**EXERCISE BRIEF**
Go through the records below and return each line that has "handlers" in it.
*** Opening EXERCISE INPUTS ***
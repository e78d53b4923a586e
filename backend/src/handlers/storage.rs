//! HTTP handlers for storage (stock lot) endpoints

use axum::{
    extract::{Path, State},
    http::StatusCode,
    Json,
};
use shared::ApiResponse;
use uuid::Uuid;

use crate::error::AppResult;
use crate::services::storage::{
    CreateStorageInput, StorageLotView, StorageService, UpdateStorageInput,
};
use crate::AppState;

/// List stock lots with their total value
pub async fn list_storage(
    State(state): State<AppState>,
) -> AppResult<Json<ApiResponse<Vec<StorageLotView>>>> {
    let service = StorageService::new(state.db, state.cache);
    let lots = service.list().await?;
    Ok(Json(ApiResponse::ok("Storage retrieved", lots)))
}

/// Get a stock lot
pub async fn get_storage(
    State(state): State<AppState>,
    Path(lot_id): Path<Uuid>,
) -> AppResult<Json<ApiResponse<StorageLotView>>> {
    let service = StorageService::new(state.db, state.cache);
    let lot = service.get(lot_id).await?;
    Ok(Json(ApiResponse::ok("Storage lot retrieved", StorageLotView::try_from(lot)?)))
}

/// Record a received stock lot
pub async fn create_storage(
    State(state): State<AppState>,
    Json(input): Json<CreateStorageInput>,
) -> AppResult<(StatusCode, Json<ApiResponse<StorageLotView>>)> {
    let service = StorageService::new(state.db, state.cache);
    let lot = service.create(input).await?;
    Ok((
        StatusCode::CREATED,
        Json(ApiResponse::ok("Storage lot created", StorageLotView::try_from(lot)?)),
    ))
}

/// Update a stock lot
pub async fn update_storage(
    State(state): State<AppState>,
    Path(lot_id): Path<Uuid>,
    Json(input): Json<UpdateStorageInput>,
) -> AppResult<Json<ApiResponse<StorageLotView>>> {
    let service = StorageService::new(state.db, state.cache);
    let lot = service.update(lot_id, input).await?;
    Ok(Json(ApiResponse::ok("Storage lot updated", StorageLotView::try_from(lot)?)))
}

/// Delete a stock lot
pub async fn delete_storage(
    State(state): State<AppState>,
    Path(lot_id): Path<Uuid>,
) -> AppResult<Json<ApiResponse<()>>> {
    let service = StorageService::new(state.db, state.cache);
    service.delete(lot_id).await?;
    Ok(Json(ApiResponse::ok("Storage lot deleted", ())))
}
//! HTTP handler for the material requirement calculation

use axum::{extract::State, Json};
use serde::Deserialize;
use shared::RequirementReport;
use uuid::Uuid;
use validator::Validate;

use crate::error::{AppError, AppResult};
use crate::services::CalculateService;
use crate::AppState;

/// Request body for a requirement calculation
#[derive(Debug, Deserialize, Validate)]
pub struct CalculateInput {
    pub clothes_id: Uuid,
    #[validate(required, range(min = 1))]
    pub count: Option<i64>,
}

/// Calculate the materials needed to produce `count` clothing items
pub async fn calculate_requirements(
    State(state): State<AppState>,
    Json(input): Json<CalculateInput>,
) -> AppResult<Json<RequirementReport>> {
    input.validate()?;
    let count = input.count.ok_or_else(|| {
        AppError::invalid_field("count", "Count is required", "Soni kiritilishi shart")
    })?;

    let service = CalculateService::new(
        state.db,
        state.cache,
        state.config.calculator.availability_formula,
    );
    let report = service.calculate(input.clothes_id, count).await?;
    Ok(Json(report))
}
*** Closing EXERCISE INPUTS ***
**RESPONSE TO THIS EXERCISE**
filename backend/src/handlers/storage.rs
//! HTTP handlers for storage (stock lot) endpoints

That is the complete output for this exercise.